What to work on:
For this exercise, copy out each line of the material below that includes "unwrap".

Provided records START

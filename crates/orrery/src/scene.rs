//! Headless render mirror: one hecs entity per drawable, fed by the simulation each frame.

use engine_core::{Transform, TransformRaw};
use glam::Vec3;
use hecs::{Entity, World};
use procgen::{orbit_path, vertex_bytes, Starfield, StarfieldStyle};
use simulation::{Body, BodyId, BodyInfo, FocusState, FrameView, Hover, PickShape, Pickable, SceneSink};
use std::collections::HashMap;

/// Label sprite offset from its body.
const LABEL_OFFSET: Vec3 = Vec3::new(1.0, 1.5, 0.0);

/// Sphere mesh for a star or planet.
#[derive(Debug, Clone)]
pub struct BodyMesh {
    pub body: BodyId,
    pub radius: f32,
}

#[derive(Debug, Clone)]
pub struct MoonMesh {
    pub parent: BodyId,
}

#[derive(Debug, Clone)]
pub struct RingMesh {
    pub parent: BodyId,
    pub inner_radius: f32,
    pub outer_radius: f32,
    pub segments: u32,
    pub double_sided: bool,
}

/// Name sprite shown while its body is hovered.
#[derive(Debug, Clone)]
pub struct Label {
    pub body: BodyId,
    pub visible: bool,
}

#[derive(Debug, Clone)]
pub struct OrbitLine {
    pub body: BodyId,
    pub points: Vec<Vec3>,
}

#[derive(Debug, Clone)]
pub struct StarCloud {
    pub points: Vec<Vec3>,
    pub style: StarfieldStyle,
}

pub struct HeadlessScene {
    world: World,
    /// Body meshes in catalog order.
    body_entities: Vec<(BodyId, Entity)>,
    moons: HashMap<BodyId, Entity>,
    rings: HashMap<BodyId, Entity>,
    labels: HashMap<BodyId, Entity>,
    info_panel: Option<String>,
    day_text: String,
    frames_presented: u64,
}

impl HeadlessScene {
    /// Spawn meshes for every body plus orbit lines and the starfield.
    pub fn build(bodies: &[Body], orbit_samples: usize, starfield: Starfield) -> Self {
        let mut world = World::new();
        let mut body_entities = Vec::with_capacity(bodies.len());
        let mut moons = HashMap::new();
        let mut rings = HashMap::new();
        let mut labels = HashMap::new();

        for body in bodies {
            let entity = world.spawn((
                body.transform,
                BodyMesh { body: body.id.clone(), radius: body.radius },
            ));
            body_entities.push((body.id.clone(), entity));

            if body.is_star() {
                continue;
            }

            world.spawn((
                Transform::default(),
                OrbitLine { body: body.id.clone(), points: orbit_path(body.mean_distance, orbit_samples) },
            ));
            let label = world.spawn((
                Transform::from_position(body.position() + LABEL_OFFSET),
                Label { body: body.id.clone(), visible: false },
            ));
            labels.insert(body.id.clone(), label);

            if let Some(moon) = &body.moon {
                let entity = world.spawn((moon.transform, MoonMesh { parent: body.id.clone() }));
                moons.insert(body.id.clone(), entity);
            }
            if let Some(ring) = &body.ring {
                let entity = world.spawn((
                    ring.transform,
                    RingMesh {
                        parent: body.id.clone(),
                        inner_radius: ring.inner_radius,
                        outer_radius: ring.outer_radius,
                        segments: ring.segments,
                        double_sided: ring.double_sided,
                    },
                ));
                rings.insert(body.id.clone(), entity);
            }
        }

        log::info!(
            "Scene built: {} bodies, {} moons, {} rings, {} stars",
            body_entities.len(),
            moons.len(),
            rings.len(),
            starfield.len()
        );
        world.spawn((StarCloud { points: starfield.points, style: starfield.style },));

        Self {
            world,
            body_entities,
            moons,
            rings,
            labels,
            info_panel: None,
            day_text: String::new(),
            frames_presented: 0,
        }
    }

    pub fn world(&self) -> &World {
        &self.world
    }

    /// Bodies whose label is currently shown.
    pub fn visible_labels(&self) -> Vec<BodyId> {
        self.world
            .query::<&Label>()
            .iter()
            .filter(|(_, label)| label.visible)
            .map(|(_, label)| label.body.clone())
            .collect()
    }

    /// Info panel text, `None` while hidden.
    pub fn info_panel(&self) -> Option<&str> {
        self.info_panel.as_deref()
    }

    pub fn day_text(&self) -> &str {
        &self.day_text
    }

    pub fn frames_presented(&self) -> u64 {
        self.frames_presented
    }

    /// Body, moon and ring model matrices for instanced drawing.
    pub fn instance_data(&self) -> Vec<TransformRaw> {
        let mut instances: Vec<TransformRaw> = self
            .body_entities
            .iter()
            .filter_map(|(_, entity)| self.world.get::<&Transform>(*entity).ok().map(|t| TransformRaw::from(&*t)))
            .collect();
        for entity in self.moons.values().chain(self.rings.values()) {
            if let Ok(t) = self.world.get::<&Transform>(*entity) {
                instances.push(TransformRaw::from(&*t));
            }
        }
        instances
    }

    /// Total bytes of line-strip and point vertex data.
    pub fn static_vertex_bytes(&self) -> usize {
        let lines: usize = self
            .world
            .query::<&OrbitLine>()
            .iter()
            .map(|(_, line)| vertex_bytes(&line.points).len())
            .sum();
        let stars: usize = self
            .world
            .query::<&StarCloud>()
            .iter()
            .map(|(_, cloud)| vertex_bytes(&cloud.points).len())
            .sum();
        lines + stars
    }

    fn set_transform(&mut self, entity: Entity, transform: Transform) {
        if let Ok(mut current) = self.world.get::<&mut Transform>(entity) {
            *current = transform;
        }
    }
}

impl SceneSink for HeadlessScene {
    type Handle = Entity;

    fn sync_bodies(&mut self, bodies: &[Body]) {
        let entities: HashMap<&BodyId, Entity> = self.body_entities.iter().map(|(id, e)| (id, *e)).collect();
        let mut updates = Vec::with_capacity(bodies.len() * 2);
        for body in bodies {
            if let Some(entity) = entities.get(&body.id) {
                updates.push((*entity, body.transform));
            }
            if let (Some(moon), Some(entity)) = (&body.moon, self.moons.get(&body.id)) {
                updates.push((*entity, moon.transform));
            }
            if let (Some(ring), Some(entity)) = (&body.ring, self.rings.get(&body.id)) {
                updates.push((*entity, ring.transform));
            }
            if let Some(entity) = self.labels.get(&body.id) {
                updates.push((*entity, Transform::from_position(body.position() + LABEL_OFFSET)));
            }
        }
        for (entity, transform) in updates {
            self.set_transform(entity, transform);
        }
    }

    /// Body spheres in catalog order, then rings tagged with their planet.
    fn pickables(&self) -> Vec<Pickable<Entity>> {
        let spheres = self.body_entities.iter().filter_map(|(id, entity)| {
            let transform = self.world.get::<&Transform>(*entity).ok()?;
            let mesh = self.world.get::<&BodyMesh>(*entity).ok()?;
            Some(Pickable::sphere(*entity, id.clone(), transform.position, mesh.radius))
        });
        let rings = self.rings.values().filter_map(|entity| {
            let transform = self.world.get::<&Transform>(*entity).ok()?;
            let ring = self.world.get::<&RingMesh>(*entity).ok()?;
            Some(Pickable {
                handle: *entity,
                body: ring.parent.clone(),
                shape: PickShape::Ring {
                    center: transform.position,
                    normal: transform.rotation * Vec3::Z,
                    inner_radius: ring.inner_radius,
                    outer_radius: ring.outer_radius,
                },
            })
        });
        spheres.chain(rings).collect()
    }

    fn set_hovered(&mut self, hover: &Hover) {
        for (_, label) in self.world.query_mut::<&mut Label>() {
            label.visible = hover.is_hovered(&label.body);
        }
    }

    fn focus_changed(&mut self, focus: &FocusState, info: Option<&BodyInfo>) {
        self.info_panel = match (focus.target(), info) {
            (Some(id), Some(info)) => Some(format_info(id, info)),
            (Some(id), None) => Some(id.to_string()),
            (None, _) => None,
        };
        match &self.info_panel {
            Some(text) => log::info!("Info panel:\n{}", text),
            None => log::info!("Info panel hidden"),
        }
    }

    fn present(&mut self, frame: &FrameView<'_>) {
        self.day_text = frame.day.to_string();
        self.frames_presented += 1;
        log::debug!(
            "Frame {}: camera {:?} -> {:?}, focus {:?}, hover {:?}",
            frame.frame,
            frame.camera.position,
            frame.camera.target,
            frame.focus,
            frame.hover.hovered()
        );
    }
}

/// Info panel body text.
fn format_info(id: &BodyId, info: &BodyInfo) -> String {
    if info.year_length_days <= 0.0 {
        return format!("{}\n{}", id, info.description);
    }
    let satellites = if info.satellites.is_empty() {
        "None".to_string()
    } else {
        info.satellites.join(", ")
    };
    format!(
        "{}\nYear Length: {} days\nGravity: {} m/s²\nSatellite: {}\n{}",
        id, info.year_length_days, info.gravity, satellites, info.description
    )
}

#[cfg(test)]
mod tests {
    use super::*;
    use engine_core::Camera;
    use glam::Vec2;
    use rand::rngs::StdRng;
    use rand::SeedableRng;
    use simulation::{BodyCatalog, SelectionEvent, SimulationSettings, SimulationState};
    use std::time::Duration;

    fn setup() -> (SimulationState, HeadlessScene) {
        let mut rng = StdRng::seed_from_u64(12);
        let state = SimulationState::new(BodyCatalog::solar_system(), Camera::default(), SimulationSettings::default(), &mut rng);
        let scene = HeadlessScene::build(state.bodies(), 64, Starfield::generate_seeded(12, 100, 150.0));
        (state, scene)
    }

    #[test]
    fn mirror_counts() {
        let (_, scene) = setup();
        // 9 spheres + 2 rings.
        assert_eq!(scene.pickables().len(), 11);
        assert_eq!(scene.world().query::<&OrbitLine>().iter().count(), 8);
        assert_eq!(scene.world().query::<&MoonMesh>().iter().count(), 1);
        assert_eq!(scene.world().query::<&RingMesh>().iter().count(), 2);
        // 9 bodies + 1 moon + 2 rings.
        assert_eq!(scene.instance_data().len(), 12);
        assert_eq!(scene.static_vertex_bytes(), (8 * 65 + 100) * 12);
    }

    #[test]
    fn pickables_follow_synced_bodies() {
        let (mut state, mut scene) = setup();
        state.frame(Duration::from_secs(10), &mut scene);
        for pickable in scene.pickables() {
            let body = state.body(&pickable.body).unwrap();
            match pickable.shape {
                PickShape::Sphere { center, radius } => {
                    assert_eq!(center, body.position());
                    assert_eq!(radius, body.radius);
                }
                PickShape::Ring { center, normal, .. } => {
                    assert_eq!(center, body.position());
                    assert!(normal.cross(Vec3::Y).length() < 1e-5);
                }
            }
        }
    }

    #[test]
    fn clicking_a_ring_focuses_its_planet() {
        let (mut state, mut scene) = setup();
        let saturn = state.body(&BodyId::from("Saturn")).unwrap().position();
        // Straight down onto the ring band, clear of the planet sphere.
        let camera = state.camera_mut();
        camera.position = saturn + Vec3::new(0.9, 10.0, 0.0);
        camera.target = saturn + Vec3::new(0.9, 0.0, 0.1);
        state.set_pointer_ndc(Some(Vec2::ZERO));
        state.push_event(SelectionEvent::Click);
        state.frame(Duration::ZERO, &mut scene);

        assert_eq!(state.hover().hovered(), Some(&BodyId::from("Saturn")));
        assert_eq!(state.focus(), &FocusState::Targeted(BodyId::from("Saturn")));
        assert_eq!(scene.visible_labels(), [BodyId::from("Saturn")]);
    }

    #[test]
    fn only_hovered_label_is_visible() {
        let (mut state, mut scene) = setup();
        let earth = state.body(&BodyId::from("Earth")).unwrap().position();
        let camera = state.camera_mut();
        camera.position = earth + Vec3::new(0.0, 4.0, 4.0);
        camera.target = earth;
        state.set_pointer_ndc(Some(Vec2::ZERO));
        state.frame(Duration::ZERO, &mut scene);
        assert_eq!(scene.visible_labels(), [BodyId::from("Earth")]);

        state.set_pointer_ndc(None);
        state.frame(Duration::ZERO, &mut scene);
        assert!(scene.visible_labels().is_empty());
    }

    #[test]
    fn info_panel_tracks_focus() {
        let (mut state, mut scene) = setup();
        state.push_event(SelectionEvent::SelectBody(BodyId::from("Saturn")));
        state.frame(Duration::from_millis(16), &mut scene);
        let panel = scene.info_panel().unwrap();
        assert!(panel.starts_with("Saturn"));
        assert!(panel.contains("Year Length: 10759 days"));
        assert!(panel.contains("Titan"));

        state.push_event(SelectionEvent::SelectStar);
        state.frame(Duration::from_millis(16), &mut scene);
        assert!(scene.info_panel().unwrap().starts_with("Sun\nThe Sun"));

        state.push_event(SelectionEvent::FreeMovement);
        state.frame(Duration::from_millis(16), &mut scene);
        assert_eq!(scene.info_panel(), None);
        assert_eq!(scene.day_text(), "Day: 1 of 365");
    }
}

Provided records END

Answer section:
            let body = state.body(&pickable.body).unwrap();
        let saturn = state.body(&BodyId::from("Saturn")).unwrap().position();
        let earth = state.body(&BodyId::from("Earth")).unwrap().position();
        let panel = scene.info_panel().unwrap();
        assert!(scene.info_panel().unwrap().starts_with("Sun\nThe Sun"));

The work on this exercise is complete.